My last stove built 31 years ago , which I gave a friend, just had the type 400 stainless top and back rust out, after burning only salty beach wood the entire time . The type 316 parts are as good as the day I built it, altho blacker.
I find that even mild steel stoves are not all that much affected by salty wood, as they are too dry for any reaction much of the time.
There are far greater environmental impacts to be caused by urban living ,than any you would cause by burning beach wood.Look at the oil slicks in parking lots. You could go for "Clean' electric heat, while tied to the dock, powered by coal fired generating stations. Just living aboard instead of ashore, reduces your environmental impact drastically, regardless of what kind of heating you can afford.

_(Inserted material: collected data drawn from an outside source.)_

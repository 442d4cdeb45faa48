//! Card resolution against an external catalog
//!
//! Decoding a deck never consults a catalog. Callers that want card metadata
//! run [`resolve_deck`] afterwards with whatever [`CardResolver`] they have;
//! identifiers the catalog does not know come back as
//! [`ResolvedCard::Unknown`] instead of failing the whole deck.

use crate::deck::{CardId, Deck, Zone};
use std::collections::HashMap;

/// Lookup of catalog entries by card identifier
pub trait CardResolver {
    /// Catalog entry type
    type Card: ?Sized;

    /// Find the entry for `id`, or `None` when the catalog does not know it
    fn resolve(&self, id: CardId) -> Option<&Self::Card>;
}

impl<R: CardResolver + ?Sized> CardResolver for &R {
    type Card = R::Card;

    fn resolve(&self, id: CardId) -> Option<&Self::Card> {
        (**self).resolve(id)
    }
}

impl<C> CardResolver for HashMap<CardId, C> {
    type Card = C;

    fn resolve(&self, id: CardId) -> Option<&C> {
        self.get(&id)
    }
}

/// Outcome of resolving a single identifier
#[derive(Debug, PartialEq, Eq)]
pub enum ResolvedCard<'a, C: ?Sized> {
    /// The catalog knows this card
    Known(CardId, &'a C),
    /// The catalog has no entry for this identifier
    Unknown(CardId),
}

// Manual impls: derives would require `C: Clone`/`C: Copy`.
impl<C: ?Sized> Clone for ResolvedCard<'_, C> {
    fn clone(&self) -> Self {
        *self
    }
}

impl<C: ?Sized> Copy for ResolvedCard<'_, C> {}

impl<'a, C: ?Sized> ResolvedCard<'a, C> {
    /// Identifier that was looked up
    pub fn id(&self) -> CardId {
        match *self {
            Self::Known(id, _) | Self::Unknown(id) => id,
        }
    }

    /// Catalog entry, if known
    pub fn card(&self) -> Option<&'a C> {
        match *self {
            Self::Known(_, card) => Some(card),
            Self::Unknown(_) => None,
        }
    }

    /// True when the catalog had no entry
    pub fn is_unknown(&self) -> bool {
        matches!(self, Self::Unknown(_))
    }
}

/// A deck with every identifier looked up, zones and order preserved
#[derive(Debug, PartialEq, Eq)]
pub struct ResolvedDeck<'a, C: ?Sized> {
    /// Main deck entries
    pub main: Vec<ResolvedCard<'a, C>>,
    /// Extra deck entries
    pub extra: Vec<ResolvedCard<'a, C>>,
    /// Side deck entries
    pub side: Vec<ResolvedCard<'a, C>>,
}

impl<'a, C: ?Sized> ResolvedDeck<'a, C> {
    /// Entries of a zone
    pub fn zone(&self, zone: Zone) -> &[ResolvedCard<'a, C>] {
        match zone {
            Zone::Main => &self.main,
            Zone::Extra => &self.extra,
            Zone::Side => &self.side,
        }
    }

    /// Every entry in wire order
    pub fn iter(&self) -> impl Iterator<Item = &ResolvedCard<'a, C>> {
        self.main.iter().chain(&self.extra).chain(&self.side)
    }

    /// Identifiers the catalog did not know, in wire order, duplicates kept
    pub fn unknown_ids(&self) -> Vec<CardId> {
        self.iter()
            .filter(|card| card.is_unknown())
            .map(ResolvedCard::id)
            .collect()
    }

    /// Every known catalog entry in wire order
    pub fn known_cards(&self) -> Vec<&'a C> {
        self.iter().filter_map(ResolvedCard::card).collect()
    }

    /// True when every identifier resolved
    pub fn is_fully_resolved(&self) -> bool {
        self.iter().all(|card| !card.is_unknown())
    }
}

/// Resolve every identifier of `deck` through `resolver`
pub fn resolve_deck<'a, R>(deck: &Deck, resolver: &'a R) -> ResolvedDeck<'a, R::Card>
where
    R: CardResolver + ?Sized,
{
    let resolve_zone = |zone: Zone| -> Vec<ResolvedCard<'a, R::Card>> {
        deck.zone(zone)
            .iter()
            .map(|&id| match resolver.resolve(id) {
                Some(card) => ResolvedCard::Known(id, card),
                None => ResolvedCard::Unknown(id),
            })
            .collect()
    };

    let resolved = ResolvedDeck {
        main: resolve_zone(Zone::Main),
        extra: resolve_zone(Zone::Extra),
        side: resolve_zone(Zone::Side),
    };

    let unknown = resolved.iter().filter(|card| card.is_unknown()).count();
    if unknown > 0 {
        tracing::debug!(unknown, total = deck.len(), "deck references unknown cards");
    }

    resolved
}

#[cfg(test)]
#[allow(clippy::expect_used, clippy::unwrap_used, clippy::panic)]
mod tests {
    use super::*;
    use pretty_assertions::assert_eq;

    fn catalog() -> HashMap<CardId, String> {
        HashMap::from([
            (CardId::new(89_631_139), "Blue-Eyes White Dragon".to_string()),
            (CardId::new(44_508_094), "Stardust Dragon".to_string()),
        ])
    }

    #[test]
    fn test_known_and_unknown_ids() {
        let deck = Deck::builder()
            .main(89_631_139u64)
            .main(1u64)
            .main(89_631_139u64)
            .extra(44_508_094u64)
            .side(1u64)
            .build();
        let catalog = catalog();
        let resolved = resolve_deck(&deck, &catalog);

        assert_eq!(resolved.main.len(), 3);
        assert_eq!(
            resolved.main[0].card().map(String::as_str),
            Some("Blue-Eyes White Dragon")
        );
        assert!(resolved.main[1].is_unknown());
        assert_eq!(resolved.unknown_ids(), vec![CardId::new(1), CardId::new(1)]);
        assert_eq!(resolved.known_cards().len(), 3);
        assert!(!resolved.is_fully_resolved());
    }

    #[test]
    fn test_order_matches_deck() {
        let deck = Deck::builder().main(3u64).main(89_631_139u64).main(2u64).build();
        let catalog = catalog();
        let resolved = resolve_deck(&deck, &catalog);
        let ids: Vec<u64> = resolved.iter().map(|c| c.id().get()).collect();
        assert_eq!(ids, vec![3, 89_631_139, 2]);
    }

    #[test]
    fn test_empty_deck_is_fully_resolved() {
        let catalog = catalog();
        let resolved = resolve_deck(&Deck::new(), &catalog);
        assert!(resolved.is_fully_resolved());
        assert!(resolved.zone(Zone::Side).is_empty());
    }

    #[test]
    fn test_resolver_through_reference() {
        let catalog = catalog();
        let by_ref = &catalog;
        assert!(by_ref.resolve(CardId::new(44_508_094)).is_some());
        assert!(by_ref.resolve(CardId::new(5)).is_none());
    }
}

I read in last Octobers National Geographic, that most western US homes use 250 gallons of water a day, per person. How long does that much water last the average cruiser or liveaboard.The list of differences in environmental impact goes on.
Your stove and chimney should be tight enough to protect the occupants from any such consequences.

At any rate, for living aboard a stock plastic boat in cooler climes, comfortably, you have to add a lot of extra insulation, as almost all stock plastic boats are extremely poorly insulated. If properly insulated, a boat can be the most comfortable, driest home you ever lived in. If not, you are doing something wrong.
Tiny tots are far too tiny to be useful, in any cool climes. You need a firebox which will run for many hours, without refueling.
Sponsering the Exon Valdes's or the strip mining of coal is far less environmentally friendly than burning beach wood.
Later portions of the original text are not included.